In most cases, purchases on issued cards begin with an authorization. As soon as it’s approved, it’s captured and a transaction is created to represent the movement of the authorized amount of money. However, there are cases where something else happens, as described below.
Some merchant categories (including airlines, cruise lines, or railway merchants) may authorize a transaction and then capture funds multiple times, corresponding to multiple purchases over time. This results in the creation of multiple
issuing_authorization.updated webhook events and multiple transactions.
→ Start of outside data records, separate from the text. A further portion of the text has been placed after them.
//! Viewer for Markdown documentation stored in GitHub repositories.
//!
//! Documents are addressed through one path namespace
//! (`/s/<source>/<document>`). Addresses decode to routes, document paths
//! are sanitized before they reach the remote host, rendered documents are
//! grouped into heading blocks and their relative links are bound back to
//! viewer addresses.

mod assets;
pub mod components;
mod config;
pub mod dom;
mod error;
pub mod fetch;
mod markdown;
pub mod pages;
pub mod path;
pub mod registry;
pub mod rewire;
pub mod route;
pub mod segment;
pub mod viewer;

pub use config::{AddSource, Command, Config, SourcesCommand};
pub use dom::{Binding, Node, Tag};
pub use error::{Ignored, ViewerError};
pub use fetch::{DocumentFetcher, FetchError, FetchRequest, GitHubFetcher, MemoryFetcher};
pub use markdown::{LinkResolver, MarkdownRenderer, resolve_relative};
pub use registry::{JsonFileRegistry, MemoryRegistry, NewSource, Source, SourceRegistry, register};
pub use rewire::{LinkContext, LinkTarget, rewire};
pub use route::{NavigationState, Route, decode};
pub use segment::{Block, segment};
pub use viewer::{DocumentPage, Page, Viewer};
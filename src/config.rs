//! Command line configuration.

use anyhow::{Result, bail};
use clap::{Args, Parser, Subcommand};
use std::path::PathBuf;
use std::time::Duration;

use crate::fetch::{DEFAULT_API_URL, DEFAULT_TIMEOUT};
use crate::registry::{DEFAULT_BRANCH, NewSource};

/// Command line configuration for docsview.
#[derive(Debug, Clone, Parser)]
#[command(name = "docsview", version, about, long_about = None)]
pub struct Config {
    /// Source registry file
    #[arg(
        long,
        global = true,
        env = "DOCSVIEW_REGISTRY",
        default_value = "docs_sources.json"
    )]
    pub registry: PathBuf,

    /// GitHub API base URL
    #[arg(long, global = true, default_value = DEFAULT_API_URL)]
    pub api_url: String,

    /// Request timeout in seconds
    #[arg(long, global = true, default_value_t = DEFAULT_TIMEOUT)]
    pub timeout: u64,

    /// Log progress at info level (otherwise RUST_LOG applies)
    #[arg(short, long, global = true)]
    pub verbose: bool,

    #[command(subcommand)]
    pub command: Command,
}

/// Viewer commands.
#[derive(Debug, Clone, Subcommand)]
pub enum Command {
    /// Render one address to an HTML file
    Open {
        /// Address to open, e.g. /s/docs/guide/setup
        #[arg(default_value = "/")]
        address: String,

        /// Output HTML file
        #[arg(short, long, default_value = "docsview.html")]
        output: PathBuf,

        /// Open the written page in the default browser
        #[arg(long)]
        launch: bool,
    },

    /// Navigate interactively, following links by number
    Browse {
        /// Address to start at
        #[arg(default_value = "/")]
        address: String,

        /// HTML file rewritten on every navigation
        #[arg(short, long, default_value = "docsview.html")]
        output: PathBuf,
    },

    /// Manage registered sources
    #[command(subcommand)]
    Sources(SourcesCommand),
}

/// Source registry commands.
#[derive(Debug, Clone, Subcommand)]
pub enum SourcesCommand {
    /// List registered sources
    List,
    /// Register a GitHub repository as source
    Add(AddSource),
}

/// Registration arguments.
#[derive(Debug, Clone, Args)]
pub struct AddSource {
    /// Display name (defaults to owner/repo)
    #[arg(long, default_value = "")]
    pub name: String,

    /// GitHub repository URL, e.g. https://github.com/owner/repo
    #[arg(long)]
    pub url: String,

    /// Branch to read documents from
    #[arg(long, default_value = DEFAULT_BRANCH)]
    pub branch: String,

    /// Directory inside the repository holding the documents
    #[arg(long, default_value = "")]
    pub subdir: String,

    /// Access token for private repositories
    #[arg(long, env = "DOCSVIEW_TOKEN", default_value = "", hide_env_values = true)]
    pub token: String,
}

impl AddSource {
    /// Converts arguments into registration form input.
    pub fn to_form(&self) -> NewSource {
        NewSource {
            name: self.name.clone(),
            repo_url: self.url.clone(),
            branch: self.branch.clone(),
            subdir: self.subdir.clone(),
            token: self.token.clone(),
        }
    }
}

impl Config {
    /// Parses configuration from command line arguments.
    pub fn parse() -> Self {
        <Self as Parser>::parse()
    }

    /// Validates configuration.
    ///
    /// # Errors
    ///
    /// Returns error if the API URL is not an http(s) URL or the timeout is
    /// zero.
    pub fn validate(&self) -> Result<()> {
        if !(self.api_url.starts_with("http://") || self.api_url.starts_with("https://")) {
            bail!("API URL must start with http:// or https://: {}", self.api_url);
        }

        if self.timeout == 0 {
            bail!("Timeout must be at least one second");
        }

        Ok(())
    }

    /// Request timeout as duration.
    pub fn timeout(&self) -> Duration {
        Duration::from_secs(self.timeout)
    }
}

#[cfg(test)]
mod tests {
    use super::*;

    fn config(args: &[&str]) -> Config {
        Config::try_parse_from(args).expect("Should parse arguments")
    }

    #[test]
    fn test_config_defaults() {
        // Arrange & Act
        let config = config(&["docsview", "open"]);

        // Assert
        assert_eq!(config.api_url, DEFAULT_API_URL);
        assert_eq!(config.timeout(), Duration::from_secs(DEFAULT_TIMEOUT));
        assert!(!config.verbose);
        match config.command {
            Command::Open {
                address,
                output,
                launch,
            } => {
                assert_eq!(address, "/");
                assert_eq!(output, PathBuf::from("docsview.html"));
                assert!(!launch);
            }
            other => panic!("Expected open command, got {:?}", other),
        }
    }

    #[test]
    fn test_config_global_flags_after_subcommand() {
        let config = config(&[
            "docsview",
            "browse",
            "/s/docs/",
            "--registry",
            "my.json",
            "-v",
        ]);

        assert_eq!(config.registry, PathBuf::from("my.json"));
        assert!(config.verbose);
        assert!(matches!(config.command, Command::Browse { ref address, .. } if address == "/s/docs/"));
    }

    #[test]
    fn test_config_sources_add() {
        // Act
        let config = config(&[
            "docsview",
            "sources",
            "add",
            "--url",
            "https://github.com/acme/handbook",
            "--subdir",
            "docs",
        ]);

        // Assert
        let Command::Sources(SourcesCommand::Add(args)) = config.command else {
            panic!("Expected sources add command");
        };
        let form = args.to_form();
        assert_eq!(form.repo_url, "https://github.com/acme/handbook");
        assert_eq!(form.branch, DEFAULT_BRANCH);
        assert_eq!(form.subdir, "docs");
        assert_eq!(form.name, "");
    }

    #[test]
    fn test_validate_rejects_bad_api_url() {
        let mut config = config(&["docsview", "sources", "list"]);
        config.api_url = "ftp://example.com".to_string();

        assert!(config.validate().is_err());
    }

    #[test]
    fn test_validate_rejects_zero_timeout() {
        let config = config(&["docsview", "open", "--timeout", "0"]);

        assert!(config.validate().is_err());
    }

    #[test]
    fn test_validate_defaults_ok() {
        assert!(config(&["docsview", "open"]).validate().is_ok());
    }
}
You can dispute any captures that don’t correspond to a legitimate purchase.
Certain types of merchants who don’t know the final transaction amount at the time of authorization (including vehicle rentals, bars and restaurants, and ground transportation) can authorize a transaction for an amount and then capture funds greater than that amount.
For example, a restaurant often authorizes a charge for the bill amount and then captures an amount that includes the tip. In some cases (as in this case), the authorized amount is a relatively close estimate of the amount to be captured. In other cases (e.g., ground transportation), the authorized amount is typically a minimal amount, whereas the captured amount reflects the actual journey taken by the cardholder.
Any merchant can capture an amount less than the amount that has been authorized. As a result, a transaction may show an amount less than that of its linked authorization.
Merchants may capture a transaction despite receiving a declined authorization, or even without an authorization at all. In either case, transaction objects are created, and the captured amount is debited from your balance and sent to the merchant. If no authorization was requested, the transaction objects won’t have a linked authorization object.
Sometimes, these may correspond to legitimate purchases. In other cases, these may in fact be unauthorized purchases or fraudulent behavior. It is up to you (or your cardholder) to recognize when this is the case and dispute the transaction when appropriate.
An example of a legitimate transaction without an authorization is a payment on an airplane. The terminals used on airplanes are usually not connected to the internet. In that case the terminal will send the transaction in the form of a forced capture when it connects to the internet some time after the flight. Although there is no way to decline those transactions, there are limits set on the card to control how much can be spent this way.